NOTES on the LEBOWSKI CULT
Film critic Steve Palopoli wrote about the film's emerging cult status in July 2002, after attending a midnight screening in 2000 at the New Beverly Cinema in Los Angeles and witnessing people quoting dialogue from the film to each other. Soon after the article appeared, the programmer for a local midnight film series in Santa Cruz, Calif. decided to screen The Big Lebowski. On the first weekend they had to turn away several hundred people. The theater held the film over for six weeks, a first.

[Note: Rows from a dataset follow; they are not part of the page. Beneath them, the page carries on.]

//! Compute-cache budget presets for the model engine.

use serde::{Deserialize, Serialize};
use std::fmt;
use std::str::FromStr;
use tracing::info;

use crate::engine::ModelEngine;

const MIB: u64 = 1024 * 1024;
const GIB: u64 = 1024 * MIB;

/// Named compute-cache budgets.
#[derive(Debug, Clone, Copy, PartialEq, Eq, Hash, Default, Serialize, Deserialize)]
#[serde(rename_all = "snake_case")]
pub enum CachePreset {
    /// 512 MiB.
    LowMemory,
    /// 2 GiB.
    #[default]
    Balanced,
    /// 8 GiB.
    HighMemory,
}

impl CachePreset {
    /// The byte budget this preset stands for.
    #[must_use]
    pub const fn limit_bytes(self) -> u64 {
        match self {
            Self::LowMemory => 512 * MIB,
            Self::Balanced => 2 * GIB,
            Self::HighMemory => 8 * GIB,
        }
    }

    #[must_use]
    pub const fn as_str(self) -> &'static str {
        match self {
            Self::LowMemory => "low_memory",
            Self::Balanced => "balanced",
            Self::HighMemory => "high_memory",
        }
    }
}

impl fmt::Display for CachePreset {
    fn fmt(&self, f: &mut fmt::Formatter<'_>) -> fmt::Result {
        f.write_str(self.as_str())
    }
}

impl FromStr for CachePreset {
    type Err = String;

    fn from_str(s: &str) -> Result<Self, Self::Err> {
        match s.to_lowercase().replace('-', "_").as_str() {
            "low_memory" | "low" => Ok(Self::LowMemory),
            "balanced" => Ok(Self::Balanced),
            "high_memory" | "high" => Ok(Self::HighMemory),
            other => Err(format!("Unknown cache preset: {other}")),
        }
    }
}

/// Applies a compute-cache budget to an engine on load and clears it on unload.
#[derive(Debug, Clone, Copy, PartialEq, Eq, Default)]
pub struct ResourceCachePolicy {
    preset: CachePreset,
    limit_override: Option<u64>,
}

impl ResourceCachePolicy {
    #[must_use]
    pub const fn new(preset: CachePreset) -> Self {
        Self { preset, limit_override: None }
    }

    /// Use an explicit byte budget instead of the preset's, when given.
    #[must_use]
    pub const fn with_limit(mut self, limit: Option<u64>) -> Self {
        if limit.is_some() {
            self.limit_override = limit;
        }
        self
    }

    #[must_use]
    pub const fn preset(&self) -> CachePreset {
        self.preset
    }

    /// The byte budget handed to the engine.
    #[must_use]
    pub const fn limit_bytes(&self) -> u64 {
        match self.limit_override {
            Some(limit) => limit,
            None => self.preset.limit_bytes(),
        }
    }

    /// Set the engine's cache limit.
    pub fn apply(&self, engine: &dyn ModelEngine) {
        let limit_bytes = self.limit_bytes();
        engine.set_cache_limit(limit_bytes);
        info!(
            engine_id = engine.engine_id(),
            preset = %self.preset,
            limit_bytes,
            "Applied compute cache limit"
        );
    }

    /// Drop the engine's cached intermediate buffers.
    pub fn clear(&self, engine: &dyn ModelEngine) {
        engine.clear_cache();
        info!(engine_id = engine.engine_id(), "Cleared compute cache");
    }
}

#[cfg(test)]
mod tests {
    use super::*;
    use crate::MockEngine;

    #[test]
    fn test_preset_limits() {
        assert_eq!(CachePreset::LowMemory.limit_bytes(), 512 * 1024 * 1024);
        assert_eq!(CachePreset::Balanced.limit_bytes(), 2 * 1024 * 1024 * 1024);
        assert_eq!(CachePreset::HighMemory.limit_bytes(), 8 * 1024 * 1024 * 1024);
    }

    #[test]
    fn test_preset_from_str() {
        assert_eq!("low-memory".parse::<CachePreset>(), Ok(CachePreset::LowMemory));
        assert_eq!("Balanced".parse::<CachePreset>(), Ok(CachePreset::Balanced));
        assert_eq!("high".parse::<CachePreset>(), Ok(CachePreset::HighMemory));
        assert!("huge".parse::<CachePreset>().is_err());
    }

    #[test]
    fn test_override_wins_over_preset() {
        let policy = ResourceCachePolicy::new(CachePreset::LowMemory).with_limit(Some(1234));
        assert_eq!(policy.limit_bytes(), 1234);

        let policy = policy.with_limit(None);
        assert_eq!(policy.limit_bytes(), 1234);

        let policy = ResourceCachePolicy::new(CachePreset::HighMemory).with_limit(None);
        assert_eq!(policy.limit_bytes(), CachePreset::HighMemory.limit_bytes());
    }

    #[test]
    fn test_apply_and_clear_reach_engine() {
        let engine = MockEngine::new("mock-image");
        let policy = ResourceCachePolicy::new(CachePreset::Balanced);

        policy.apply(&engine);
        assert_eq!(engine.cache_limit(), Some(CachePreset::Balanced.limit_bytes()));

        policy.clear(&engine);
        assert_eq!(engine.cache_clears(), 1);
    }
}
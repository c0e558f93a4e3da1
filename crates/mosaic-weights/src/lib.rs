//! Mosaic Weights
//!
//! Reading and normalizing checkpoint weights:
//! - Memory-mapped tensor archives (`TensorArchive`)
//! - Checkpoint key mapping onto module paths (`WeightKeyMapper`)
//! - Layout and dtype conversion
//! - Quantization plans from component configs and manifests (`QuantizationPlanResolver`)
//! - Loading whole snapshot components (`load_component`)

pub mod archive;
pub mod dtype;
pub mod error;
pub mod layout;
pub mod loader;
pub mod mapper;
mod numeric;
pub mod quantization;

pub use archive::{ArchiveTensor, TensorArchive, TensorRecord, write_archive};
pub use dtype::DType;
pub use error::{KeyMappingError, WeightsError, WeightsResult};
pub use layout::{decode_to_f32, permute_nchw_to_nhwc};
pub use loader::{
    ComponentWeights, LoadedParameter, ParameterData, SnapshotLayout, load_component,
    required_parameters,
};
pub use mapper::{ChannelOrder, KeyMapping, KeyTransform, ParameterPlan, WeightKeyMapper};
pub use quantization::{
    LayerQuantization, PrepackedLayer, QuantizationManifest, QuantizationMode, QuantizationPlan,
    QuantizationPlanResolver, QuantizationSpec,
};
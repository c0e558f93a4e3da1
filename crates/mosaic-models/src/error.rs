// Error types for sessions and the broker

use mosaic_abstraction::{EngineError, PipelineFamily};
use mosaic_weights::WeightsError;
use thiserror::Error;

use crate::config::BrokerConfigError;

/// Result type for session and broker operations
pub type Result<T> = std::result::Result<T, SessionError>;

/// Session and broker errors
#[derive(Debug, Error)]
pub enum SessionError {
    /// Operation requested on a family with nothing resident
    #[error("No {0} session is loaded")]
    NoSessionLoaded(PipelineFamily),

    /// The model engine failed
    #[error(transparent)]
    Engine(#[from] EngineError),

    /// Weights could not be read, mapped or quantized
    #[error("Weight loading failed: {0}")]
    Weights(#[from] WeightsError),

    /// Invalid configuration
    #[error("Invalid configuration: {0}")]
    Config(#[from] BrokerConfigError),

    /// A blocking worker panicked or was cancelled
    #[error("Worker failed: {0}")]
    Worker(String),
}

/// Result of an operation that can be cancelled.
///
/// Cancellation is not an error, so it gets its own variant instead of a `SessionError`.
#[derive(Debug, Clone, PartialEq)]
pub enum Outcome<T> {
    /// The operation finished and its result was kept.
    Completed(T),
    /// Cancellation was observed; any result was discarded.
    Cancelled,
}

impl<T> Outcome<T> {
    #[must_use]
    pub const fn is_cancelled(&self) -> bool {
        matches!(self, Self::Cancelled)
    }

    /// The completed value, if any.
    pub fn completed(self) -> Option<T> {
        match self {
            Self::Completed(value) => Some(value),
            Self::Cancelled => None,
        }
    }

    pub fn map<U>(self, f: impl FnOnce(T) -> U) -> Outcome<U> {
        match self {
            Self::Completed(value) => Outcome::Completed(f(value)),
            Self::Cancelled => Outcome::Cancelled,
        }
    }
}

An annual festival, Lebowski Fest, began in Louisville, Kentucky in 2002 with 150 fans showing up. It has since expanded to several other cities. The festival's main event each year is a night of unlimited bowling with various contests including costume, trivia, hardest- and farthest-traveled contests, and pre-fest and day-long outdoor parties with bands, vendor booths and games. Various celebrities from the film have attended some of the events, including Jeff Bridges who attended the Los Angeles event. The British equivalent, inspired by Lebowski Fest, is known as the Dude Abides and is held in London.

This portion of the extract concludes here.